_What the task requires_
Locate the lines of the listing below that hold "backend", then copy each of them.

(Data for the task Opens)

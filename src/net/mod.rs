//! External collaborators consumed by the auth logic.
//!
//! SYSTEM CONTEXT
//! ==============
//! `storage` is page-local key/value persistence shared with the host app,
//! `bridge` is the native host's message channel, and `backend` is the
//! identity provider SDK. `types` holds the user payload shapes both sources
//! send, and `registration` is the release handle every listener and
//! subscription hands back. Browser implementations live in `crate::web`.

pub mod backend;
pub mod bridge;
pub mod registration;
pub mod storage;
pub mod types;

(Data for the task Closes)

_Answer box_
//! `bridge` is the native host's message channel, and `backend` is the
pub mod backend;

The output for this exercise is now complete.